Gemma Blackshaw, interview by Chris Moss 

A local’s guide to Plymouth: 10 top tips

The ‘ocean city’ is awash with new art spaces and community festivities as it commemorates the 400th anniversary of the Mayflower
  
  

The new Box museum in Plymouth, UK
Square space .... the new Box museum in Plymouth. Photograph: Paul White Photography

Art spaces

Everyone’s talking about The Box, Plymouth’s new, £46m “cultural destination” combining a museum, gallery and archive, plus cafe and bar, which opens on 29 September (postponed from May). A transformation of the original, Edwardian city museum and art gallery, extended and amalgamated with the former city library and St Luke’s Church, it will open with what organisers are calling a “myth-busting”, Mayflower-themed Legend and Legacy show, and Making It, a contemporary art show featuring works by Leonor Antunes, Eva Grubinger, Alexandre da Cunha, Christopher Baker and Sir Antony Gormley.
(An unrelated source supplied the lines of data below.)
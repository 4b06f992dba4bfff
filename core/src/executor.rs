//! # Invocation Boundary
//!
//! [`Executor::execute_script`] is the single entry point the front end calls. It
//! runs the locator, then the dispatcher, and folds every error into an
//! [`ExecutionOutcome`], so the caller never sees a fault.
//!
//! The executor owns its [`Config`] and [`ServerLink`] explicitly; it reads no
//! global state and keeps nothing between invocations.

use std::fmt;

use scriptlink_common::cancel::CancelFlag;
use scriptlink_common::config::Config;
use scriptlink_common::outcome::ExecutionOutcome;
use tracing::{Instrument, debug, error, info_span};

use crate::dispatcher;
use crate::endpoint::DiscoveredEndpoint;
use crate::error::ExecError;
use crate::link::ServerLink;
use crate::locator;
use crate::network::http::HttpLink;

pub const SUCCESS_MESSAGE: &str = "Script sent to server successfully.";

pub type ProbeCallback = Box<dyn Fn(u16) + Send + Sync>;

#[derive(Debug, Clone, Copy, PartialEq, Eq)]
pub enum ExecutionState {
    Idle,
    Scanning,
    Found(u16),
    Dispatching(u16),
    Succeeded,
    Failed,
    Exhausted,
}

impl ExecutionState {
    pub fn is_terminal(&self) -> bool {
        matches!(self, Self::Succeeded | Self::Failed | Self::Exhausted)
    }
}

impl fmt::Display for ExecutionState {
    fn fmt(&self, f: &mut fmt::Formatter<'_>) -> fmt::Result {
        match self {
            Self::Idle => write!(f, "idle"),
            Self::Scanning => write!(f, "scanning"),
            Self::Found(port) => write!(f, "found({port})"),
            Self::Dispatching(port) => write!(f, "dispatching({port})"),
            Self::Succeeded => write!(f, "succeeded"),
            Self::Failed => write!(f, "failed"),
            Self::Exhausted => write!(f, "exhausted"),
        }
    }
}

fn advance(state: &mut ExecutionState, next: ExecutionState) {
    debug!("state {state} -> {next}");
    *state = next;
}

pub struct Executor {
    config: Config,
    link: Box<dyn ServerLink>,
    on_probe: Option<ProbeCallback>,
}

impl Executor {
    pub fn new(config: Config, link: Box<dyn ServerLink>) -> Self {
        Self {
            config,
            link,
            on_probe: None,
        }
    }

    /// Executor talking HTTP through reqwest, honouring `config.probe_timeout`.
    pub fn over_http(config: Config) -> Result<Self, ExecError> {
        let link: HttpLink = HttpLink::new(config.probe_timeout)?;
        Ok(Self::new(config, Box::new(link)))
    }

    /// Called with each port right before it is probed.
    pub fn with_probe_callback(mut self, callback: ProbeCallback) -> Self {
        self.on_probe = Some(callback);
        self
    }

    pub fn config(&self) -> &Config {
        &self.config
    }

    /// Runs only the locator. Every call scans the whole range again.
    pub async fn locate(&self, cancel: &CancelFlag) -> Result<DiscoveredEndpoint, ExecError> {
        locator::locate(
            self.link.as_ref(),
            self.config.ports,
            &self.config.probe_path,
            &self.config.sentinel,
            cancel,
            self.on_probe.as_deref(),
        )
        .await
    }

    pub async fn execute_script(&self, payload: &str, cancel: &CancelFlag) -> ExecutionOutcome {
        let span = info_span!("execute_script", bytes = payload.len());
        async {
            let (state, result) = self.run(payload, cancel).await;
            debug!("invocation finished in state {state}");
            match result {
                Ok(body) => ExecutionOutcome::succeeded(SUCCESS_MESSAGE, body),
                Err(err) => {
                    error!("Script execution error: {}", err.summary());
                    into_failure(err)
                }
            }
        }
        .instrument(span)
        .await
    }

    async fn run(&self, payload: &str, cancel: &CancelFlag) -> (ExecutionState, Result<String, ExecError>) {
        let mut state: ExecutionState = ExecutionState::Idle;

        advance(&mut state, ExecutionState::Scanning);
        let endpoint: DiscoveredEndpoint = match self.locate(cancel).await {
            Ok(endpoint) => endpoint,
            Err(err) => {
                let next = match err {
                    ExecError::DiscoveryExhausted { .. } => ExecutionState::Exhausted,
                    _ => ExecutionState::Failed,
                };
                advance(&mut state, next);
                return (state, Err(err));
            }
        };

        advance(&mut state, ExecutionState::Found(endpoint.port()));
        advance(&mut state, ExecutionState::Dispatching(endpoint.port()));

        let result = dispatcher::dispatch(
            self.link.as_ref(),
            endpoint,
            &self.config.execute_path,
            payload,
        )
        .await;

        let next = if result.is_ok() {
            ExecutionState::Succeeded
        } else {
            ExecutionState::Failed
        };
        advance(&mut state, next);
        (state, result)
    }
}

/// `message` is the flattened error, `details` the full cause listing.
fn into_failure(err: ExecError) -> ExecutionOutcome {
    let message: String = err.summary();
    let details: String = format!("{:?}", anyhow::Error::new(err));
    ExecutionOutcome::failed(message, details)
}

// ╔════════════════════════════════════════════╗
// ║ ████████╗███████╗███████╗████████╗███████╗ ║
// ║ ╚══██╔══╝██╔════╝██╔════╝╚══██╔══╝██╔════╝ ║
// ║    ██║   █████╗  ███████╗   ██║   ███████╗ ║
// ║    ██║   ██╔══╝  ╚════██║   ██║   ╚════██║ ║
// ║    ██║   ███████╗███████║   ██║   ███████║ ║
// ║    ╚═╝   ╚══════╝╚══════╝   ╚═╝   ╚══════╝ ║
// ╚════════════════════════════════════════════╝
Karst, an independent, artist-led studio and gallery space, holds its own with the best of that on offer in Berlin. The gallery has been chosen as a host for the British Art Show 9 in 2021. The Leadworks, in a former paint factory on the city’s beautiful – albeit bruised – Stonehouse peninsula, is the sort of social enterprise project Plymouth does well. It’s up and running as a space for artists, designers and the like, but funds are being raised to further convert the interior into an inclusive, accessible, multi-use space. The Plymouth Art Weekender is a volunteer-run showcase of galleries and studios and an opportunity to see the best of the city’s art scene – all adhering to the “rule of six”.

More Mayflower

The national Mayflower400 festival started in November 2019 and was meant to run for 12 months. Many events were cancelled because of Covid-19, while others have been rescheduled for 2021. An installation called Speedwell, by the Still/Moving artist collective, has been erected on the Mount Batten Breakwater: its simple message, “No New Worlds”, is intended to stimulate debate about the legacy of the pilgrims’ landfall in native American territory in 1620. The site-specific work will stay until 29 November.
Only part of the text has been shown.